Copeland also shares a personal touch, saying, "I'm a husband, a son, a father, a brother, and a believer in Christ. A lot of us introduce ourselves and the first thing we say is, 'I am a wide receiver for here. I'm a player for here.' But this is an amazing time for all of us to get comfortable in our own identity off the field, because that's what we'll have forever."
And with that, Professor Cope puts a slide on the screen headlined "WHAT'S THE POINT?!"
"If you don't budget properly, you won't be able to invest. There are people who have invested prior to this crisis, and they haven't budgeted their emergency funds properly. Right now their investments are decimated and they don't have the emergency fund to live through however long this lasts," he says.
So Copeland, who grew up in Sykesville, Maryland, hopes to help.
"The biggest thing is creative thinking in critical situations," he tells the group. "In my time interning at [investment bank] UBS, interning on Wall Street and hedge funds and everything, what I want to empower you to realize is this: You see people on CNBC, Bloomberg, and they're spitting out a bunch of information. Sometimes you can [get] overwhelmed and be thinking, 'Wow, these people are so smart.'
"Well, they're just giving their opinion. They just put in work, put in time, put in research, and ultimately, they're giving their opinion. You have an opinion as well. Getting creative in critical situations is all this is, and that's what we're going to work on over these next five sessions. It's about understanding it more, so you can formulate your own opinion and execute on it. That's the way you carve out money."
Copeland also understands his audience is diverse.
"This is a 'no judgment zone,'" he tells them. "We're all at different levels, different places in our financial literacy. But we can build together. I don't want anyone feeling uncomfortable asking a question. Let's all build each other up."
As he continues the discussion, Copeland is in command as he posts different slides on the screen.
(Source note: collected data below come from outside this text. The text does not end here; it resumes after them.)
#[tokio::test(start_paused = true)]
async fn test_malformed_document_is_rejected() {
    let (runtime, _clock) = test_runtime();
    let activities = RecordingActivities::new();
    let handle = start(&runtime, activities.clone()).await;

    tokio::time::sleep(DAY).await;
    submit(&runtime, "ABC123").await;

    assert_eq!(
        handle.result().await.unwrap(),
        "ONBOARD-MERCH-001-KYC-REJECTED"
    );
    assert_eq!(activities.reminders(), vec![ReminderType::KycRejection]);
    assert_eq!(activities.supplier_documents(), vec!["ABC123"]);
    assert_eq!(activities.count(&Call::Internal), 0);

    let child = runtime
        .persistence()
        .get_instance(&kyc_child_id(MERCHANT))
        .await
        .unwrap()
        .unwrap();
    assert_eq!(child.parent_id, Some(instance_id()));
    let result: VerificationResult =
        serde_json::from_slice(&child.output.unwrap()).unwrap();
    assert!(!result.passed);
    assert!(result.details.contains("Supplier validation failed"));
}

// ============================================================================
// Timer / signal races
// ============================================================================

#[tokio::test(start_paused = true)]
async fn test_document_at_reminder_instant_wins_over_reminder() {
    let (runtime, _clock) = test_runtime();
    let activities = RecordingActivities::new();
    let handle = start(&runtime, activities.clone()).await;

    // Exactly the day-30 checkpoint
    tokio::time::sleep(30 * DAY).await;
    submit(&runtime, "123456789").await;

    assert_eq!(handle.result().await.unwrap(), "ONBOARD-MERCH-001-APPROVED");
    assert_eq!(activities.reminders(), vec![ReminderType::OnboardingApproved]);
}

#[tokio::test(start_paused = true)]
async fn test_document_at_deadline_instant_is_accepted() {
    let (runtime, _clock) = test_runtime();
    let activities = RecordingActivities::new();
    let handle = start(&runtime, activities.clone()).await;

    tokio::time::sleep(90 * DAY).await;
    submit(&runtime, "123456789").await;

    assert_eq!(handle.result().await.unwrap(), "ONBOARD-MERCH-001-APPROVED");
    assert_eq!(activities.count(&Call::DisablePayments), 0);
    assert_eq!(
        activities.reminders(),
        vec![
            ReminderType::Day30,
            ReminderType::Day60,
            ReminderType::OnboardingApproved
        ]
    );
}

#[tokio::test(start_paused = true)]
async fn test_empty_submission_is_ignored() {
    let (runtime, clock) = test_runtime();
    let activities = RecordingActivities::new();
    let handle = start(&runtime, activities.clone()).await;

    tokio::time::sleep(5 * DAY).await;
    submit(&runtime, "").await;
    tokio::time::sleep(3 * DAY).await;
    submit(&runtime, "12345").await;

    assert_eq!(handle.result().await.unwrap(), "ONBOARD-MERCH-001-APPROVED");
    assert_eq!(activities.supplier_documents(), vec!["12345"]);
    assert_elapsed_between(&clock, 8 * DAY, 9 * DAY);
}

#[tokio::test(start_paused = true)]
async fn test_first_document_wins() {
    let (runtime, _clock) = test_runtime();
    let activities = RecordingActivities::new();
    let handle = start(&runtime, activities.clone()).await;

    tokio::time::sleep(2 * DAY).await;
    submit(&runtime, "111").await;
    submit(&runtime, "222").await;

    assert_eq!(handle.result().await.unwrap(), "ONBOARD-MERCH-001-APPROVED");
    assert_eq!(activities.supplier_documents(), vec!["111"]);
}

// ============================================================================
// Status query
// ============================================================================

#[tokio::test(start_paused = true)]
async fn test_status_query_answers_right_after_start() {
    let (runtime, _clock) = test_runtime();
    let activities = RecordingActivities::new();
    let handle = start(&runtime, activities.clone()).await;

    let response = status(&runtime);
    assert!(matches!(
        response.status,
        OnboardingStatus::Pending | OnboardingStatus::AwaitingKycDocuments
    ));
    assert_eq!(response.days_remaining, 90);

    submit(&runtime, "123456789").await;
    assert_eq!(handle.result().await.unwrap(), "ONBOARD-MERCH-001-APPROVED");
}

#[tokio::test(start_paused = true)]
async fn test_status_query_tracks_progress() {
    let (runtime, _clock) = test_runtime();
    let activities = RecordingActivities::new();
    let handle = start(&runtime, activities.clone()).await;

    tokio::time::sleep(Duration::from_secs(1)).await;
    let response = status(&runtime);
    assert_eq!(response.status, OnboardingStatus::AwaitingKycDocuments);
    assert_eq!(response.days_remaining, 89);

    tokio::time::sleep(31 * DAY - Duration::from_secs(1)).await;
    let response = status(&runtime);
    assert_eq!(response.status, OnboardingStatus::AwaitingKycDocuments);
    assert_eq!(response.days_remaining, 59);

    submit(&runtime, "123456789").await;
    assert_eq!(handle.result().await.unwrap(), "ONBOARD-MERCH-001-APPROVED");

    let err = runtime
        .query::<OnboardingStatusResponse>(&instance_id(), QUERY_ONBOARDING_STATUS)
        .unwrap_err();
    assert!(matches!(err, RuntimeError::InstanceNotRunning { .. }));
}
One of them is a question -- What best describes your thoughts about COVID-19? -- that calls for action in the form of a survey.
Multiple-choice answers include "stress about when the next check is coming," "will we even be playing football this year," "how can this be something that becomes a positive," and "concern for my family's health and well-being."
"This is very scary to me personally," Copeland says. "Everything is not about money. However, this can also be an opportunity to build ourselves personally and financially. To come out of this and to [have just] played video games the entire time -- and done nothing to build yourself stronger -- that's not how I'm going to approach it. That's the spirit where all this comes from."
Throughout the rest of the webinar, he provides tips on things players can do personally to better themselves, highlighting the opportunity to spend time with family, the role of an effective financial adviser, why it's important to maintain a budget, and checking all credit-card activity and bills regularly for excess fees, among other things.
Jennings, who spent the past three seasons with the Tennessee Titans, says he has great trust in Copeland.
"He has never claimed to be an expert, but he has had success dealing with his personal finances and is always willing to share his knowledge and bring others along with him," he says. "As athletes, we live in a world where all people see are dollar signs and they try to take advantage of that. It's nice having Brandon sharing the wealth and truly looking out for our best interests."
Jennings says he plans to be at the next webinar.
Summing up why they have come together for this first session, Copeland says, "We have to find the beautiful things in this experience."